Problem statement: Would you output each record exactly as it stands?

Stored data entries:
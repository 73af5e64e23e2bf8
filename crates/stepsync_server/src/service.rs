//! The sync service: protocol operations over a step store.

use crate::config::ServerConfig;
use crate::error::{ServerError, ServerResult};
use stepsync_protocol::{
    DocId, PostStepsRequest, PostStepsResponse, ResetResponse, StepsResponse,
};
use stepsync_store::{CommitOutcome, StepStore};
use tracing::{debug, info};

/// Server-side protocol surface.
///
/// The service is a linearizable ledger: it checks base versions and
/// appends, and hands conflict tails back to the client. It never rebases
/// steps itself.
pub struct SyncService<S: StepStore> {
    config: ServerConfig,
    store: S,
}

impl<S: StepStore> SyncService<S> {
    /// Creates a service over `store`.
    pub fn new(config: ServerConfig, store: S) -> Self {
        Self { config, store }
    }

    /// Returns the configuration.
    pub fn config(&self) -> &ServerConfig {
        &self.config
    }

    /// Returns the underlying store.
    pub fn store(&self) -> &S {
        &self.store
    }

    /// Returns the steps committed after `since` and the current version.
    ///
    /// If `since` equals the current version the batch is empty.
    ///
    /// # Errors
    ///
    /// `OutOfRangeVersion` if `since` is past the current version.
    pub fn get_steps(&self, doc: &DocId, since: u64) -> ServerResult<StepsResponse> {
        let log = self.store.read(doc, since)?;
        debug!(%doc, since, returned = log.steps.len(), version = log.version, "get steps");
        Ok(log.into())
    }

    /// Appends steps iff `request.base_version` is the current version.
    ///
    /// On a stale base the tail since `base_version` is returned so the
    /// client can rebase and retry.
    pub fn post_steps(
        &self,
        doc: &DocId,
        request: PostStepsRequest,
    ) -> ServerResult<PostStepsResponse> {
        if request.steps.len() > self.config.max_push_batch {
            return Err(ServerError::PayloadTooLarge(format!(
                "too many steps: {} > {}",
                request.steps.len(),
                self.config.max_push_batch
            )));
        }
        let origins = request.resolved_origins().ok_or_else(|| {
            ServerError::InvalidRequest(format!(
                "originIds has {} entries for {} steps",
                request.origin_ids.as_ref().map_or(0, Vec::len),
                request.steps.len()
            ))
        })?;

        let base = request.base_version;
        let count = request.steps.len();
        match self
            .store
            .commit_if_version_matches(doc, base, request.steps, origins)?
        {
            CommitOutcome::Committed { version } => {
                info!(%doc, session = %request.session_id, count, version, "steps accepted");
                Ok(PostStepsResponse::Accepted { version })
            }
            CommitOutcome::Conflict(tail) => {
                info!(
                    %doc,
                    session = %request.session_id,
                    base,
                    current = tail.version,
                    "version conflict"
                );
                Ok(PostStepsResponse::Conflict(tail.into()))
            }
        }
    }

    /// Truncates the document to version 0. Idempotent.
    pub fn reset_document(&self, doc: &DocId) -> ServerResult<ResetResponse> {
        self.store.reset(doc)?;
        info!(%doc, "document reset");
        Ok(ResetResponse {
            message: self.config.reset_message.clone(),
        })
    }

    /// Current version of a document.
    pub fn version(&self, doc: &DocId) -> ServerResult<u64> {
        Ok(self.store.version(doc)?)
    }
}

#[cfg(test)]
mod tests {
    use super::*;
    use serde_json::json;
    use stepsync_protocol::{SessionId, Step};
    use stepsync_store::MemoryStepStore;

    fn service() -> SyncService<MemoryStepStore> {
        SyncService::new(ServerConfig::default(), MemoryStepStore::new())
    }

    fn doc() -> DocId {
        DocId::new("doc1").unwrap()
    }

    fn step(name: &str) -> Step {
        Step::new(json!({ "name": name }))
    }

    fn push(base: u64, steps: Vec<Step>, session: &str) -> PostStepsRequest {
        PostStepsRequest::new(base, steps, SessionId::new(session))
    }

    #[test]
    fn get_steps_on_fresh_document() {
        let response = service().get_steps(&doc(), 0).unwrap();
        assert!(response.steps.is_empty());
        assert_eq!(response.version, 0);
    }

    #[test]
    fn post_tags_every_step_with_session() {
        let service = service();
        service
            .post_steps(&doc(), push(0, vec![step("a"), step("b")], "s1"))
            .unwrap();

        let response = service.get_steps(&doc(), 0).unwrap();
        assert_eq!(
            response.origin_ids,
            vec![SessionId::new("s1"), SessionId::new("s1")]
        );
    }

    #[test]
    fn explicit_origin_ids_are_stored() {
        let service = service();
        let mut request = push(0, vec![step("a"), step("b")], "relay");
        request.origin_ids = Some(vec![SessionId::new("x"), SessionId::new("y")]);
        service.post_steps(&doc(), request).unwrap();

        let response = service.get_steps(&doc(), 0).unwrap();
        assert_eq!(response.origin_ids, vec![SessionId::new("x"), SessionId::new("y")]);
    }

    #[test]
    fn mismatched_origin_ids_are_rejected() {
        let mut request = push(0, vec![step("a"), step("b")], "relay");
        request.origin_ids = Some(vec![SessionId::new("x")]);
        let err = service().post_steps(&doc(), request).unwrap_err();
        assert!(matches!(err, ServerError::InvalidRequest(_)));
    }

    #[test]
    fn conflict_returns_tail_since_base() {
        let service = service();
        service.post_steps(&doc(), push(0, vec![step("a")], "s1")).unwrap();
        service.post_steps(&doc(), push(1, vec![step("b")], "s1")).unwrap();

        let response = service
            .post_steps(&doc(), push(1, vec![step("c")], "s2"))
            .unwrap();
        match response {
            PostStepsResponse::Conflict(tail) => {
                assert_eq!(tail.steps, vec![step("b")]);
                assert_eq!(tail.version, 2);
            }
            other => panic!("expected conflict, got {other:?}"),
        }
        assert_eq!(service.version(&doc()).unwrap(), 2);
    }

    #[test]
    fn oversized_batch_is_rejected() {
        let service = SyncService::new(
            ServerConfig::default().with_max_push_batch(1),
            MemoryStepStore::new(),
        );
        let err = service
            .post_steps(&doc(), push(0, vec![step("a"), step("b")], "s1"))
            .unwrap_err();
        assert!(matches!(err, ServerError::PayloadTooLarge(_)));
        assert_eq!(service.version(&doc()).unwrap(), 0);
    }

    #[test]
    fn reset_document_twice() {
        let service = service();
        service.post_steps(&doc(), push(0, vec![step("a")], "s1")).unwrap();

        let first = service.reset_document(&doc()).unwrap();
        let second = service.reset_document(&doc()).unwrap();
        assert_eq!(first, second);
        assert_eq!(first.message, "Document reset successfully.");
        assert_eq!(service.version(&doc()).unwrap(), 0);
    }
}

Response box:
repository 73af5e64e23e2bf8
filename crates/stepsync_server/src/service.rs
//! The sync service: protocol operations over a step store.

use crate::config::ServerConfig;
use crate::error::{ServerError, ServerResult};
use stepsync_protocol::{
    DocId, PostStepsRequest, PostStepsResponse, ResetResponse, StepsResponse,
};
use stepsync_store::{CommitOutcome, StepStore};
use tracing::{debug, info};

/// Server-side protocol surface.
///
/// The service is a linearizable ledger: it checks base versions and
/// appends, and hands conflict tails back to the client. It never rebases
/// steps itself.
pub struct SyncService<S: StepStore> {
    config: ServerConfig,
    store: S,
}

impl<S: StepStore> SyncService<S> {
    /// Creates a service over `store`.
    pub fn new(config: ServerConfig, store: S) -> Self {
        Self { config, store }
    }

    /// Returns the configuration.
    pub fn config(&self) -> &ServerConfig {
        &self.config
    }

    /// Returns the underlying store.
    pub fn store(&self) -> &S {
        &self.store
    }

    /// Returns the steps committed after `since` and the current version.
    ///
    /// If `since` equals the current version the batch is empty.
    ///
    /// # Errors
    ///
    /// `OutOfRangeVersion` if `since` is past the current version.
    pub fn get_steps(&self, doc: &DocId, since: u64) -> ServerResult<StepsResponse> {
        let log = self.store.read(doc, since)?;
        debug!(%doc, since, returned = log.steps.len(), version = log.version, "get steps");
        Ok(log.into())
    }

    /// Appends steps iff `request.base_version` is the current version.
    ///
    /// On a stale base the tail since `base_version` is returned so the
    /// client can rebase and retry.
    pub fn post_steps(
        &self,
        doc: &DocId,
        request: PostStepsRequest,
    ) -> ServerResult<PostStepsResponse> {
        if request.steps.len() > self.config.max_push_batch {
            return Err(ServerError::PayloadTooLarge(format!(
                "too many steps: {} > {}",
                request.steps.len(),
                self.config.max_push_batch
            )));
        }
        let origins = request.resolved_origins().ok_or_else(|| {
            ServerError::InvalidRequest(format!(
                "originIds has {} entries for {} steps",
                request.origin_ids.as_ref().map_or(0, Vec::len),
                request.steps.len()
            ))
        })?;

        let base = request.base_version;
        let count = request.steps.len();
        match self
            .store
            .commit_if_version_matches(doc, base, request.steps, origins)?
        {
            CommitOutcome::Committed { version } => {
                info!(%doc, session = %request.session_id, count, version, "steps accepted");
                Ok(PostStepsResponse::Accepted { version })
            }
            CommitOutcome::Conflict(tail) => {
                info!(
                    %doc,
                    session = %request.session_id,
                    base,
                    current = tail.version,
                    "version conflict"
                );
                Ok(PostStepsResponse::Conflict(tail.into()))
            }
        }
    }

    /// Truncates the document to version 0. Idempotent.
    pub fn reset_document(&self, doc: &DocId) -> ServerResult<ResetResponse> {
        self.store.reset(doc)?;
        info!(%doc, "document reset");
        Ok(ResetResponse {
            message: self.config.reset_message.clone(),
        })
    }

    /// Current version of a document.
    pub fn version(&self, doc: &DocId) -> ServerResult<u64> {
        Ok(self.store.version(doc)?)
    }
}

#[cfg(test)]
mod tests {
    use super::*;
    use serde_json::json;
    use stepsync_protocol::{SessionId, Step};
    use stepsync_store::MemoryStepStore;

    fn service() -> SyncService<MemoryStepStore> {
        SyncService::new(ServerConfig::default(), MemoryStepStore::new())
    }

    fn doc() -> DocId {
        DocId::new("doc1").unwrap()
    }

    fn step(name: &str) -> Step {
        Step::new(json!({ "name": name }))
    }

    fn push(base: u64, steps: Vec<Step>, session: &str) -> PostStepsRequest {
        PostStepsRequest::new(base, steps, SessionId::new(session))
    }

    #[test]
    fn get_steps_on_fresh_document() {
        let response = service().get_steps(&doc(), 0).unwrap();
        assert!(response.steps.is_empty());
        assert_eq!(response.version, 0);
    }

    #[test]
    fn post_tags_every_step_with_session() {
        let service = service();
        service
            .post_steps(&doc(), push(0, vec![step("a"), step("b")], "s1"))
            .unwrap();

        let response = service.get_steps(&doc(), 0).unwrap();
        assert_eq!(
            response.origin_ids,
            vec![SessionId::new("s1"), SessionId::new("s1")]
        );
    }

    #[test]
    fn explicit_origin_ids_are_stored() {
        let service = service();
        let mut request = push(0, vec![step("a"), step("b")], "relay");
        request.origin_ids = Some(vec![SessionId::new("x"), SessionId::new("y")]);
        service.post_steps(&doc(), request).unwrap();

        let response = service.get_steps(&doc(), 0).unwrap();
        assert_eq!(response.origin_ids, vec![SessionId::new("x"), SessionId::new("y")]);
    }

    #[test]
    fn mismatched_origin_ids_are_rejected() {
        let mut request = push(0, vec![step("a"), step("b")], "relay");
        request.origin_ids = Some(vec![SessionId::new("x")]);
        let err = service().post_steps(&doc(), request).unwrap_err();
        assert!(matches!(err, ServerError::InvalidRequest(_)));
    }

    #[test]
    fn conflict_returns_tail_since_base() {
        let service = service();
        service.post_steps(&doc(), push(0, vec![step("a")], "s1")).unwrap();
        service.post_steps(&doc(), push(1, vec![step("b")], "s1")).unwrap();

        let response = service
            .post_steps(&doc(), push(1, vec![step("c")], "s2"))
            .unwrap();
        match response {
            PostStepsResponse::Conflict(tail) => {
                assert_eq!(tail.steps, vec![step("b")]);
                assert_eq!(tail.version, 2);
            }
            other => panic!("expected conflict, got {other:?}"),
        }
        assert_eq!(service.version(&doc()).unwrap(), 2);
    }

    #[test]
    fn oversized_batch_is_rejected() {
        let service = SyncService::new(
            ServerConfig::default().with_max_push_batch(1),
            MemoryStepStore::new(),
        );
        let err = service
            .post_steps(&doc(), push(0, vec![step("a"), step("b")], "s1"))
            .unwrap_err();
        assert!(matches!(err, ServerError::PayloadTooLarge(_)));
        assert_eq!(service.version(&doc()).unwrap(), 0);
    }

    #[test]
    fn reset_document_twice() {
        let service = service();
        service.post_steps(&doc(), push(0, vec![step("a")], "s1")).unwrap();

        let first = service.reset_document(&doc()).unwrap();
        let second = service.reset_document(&doc()).unwrap();
        assert_eq!(first, second);
        assert_eq!(first.message, "Document reset successfully.");
        assert_eq!(service.version(&doc()).unwrap(), 0);
    }
}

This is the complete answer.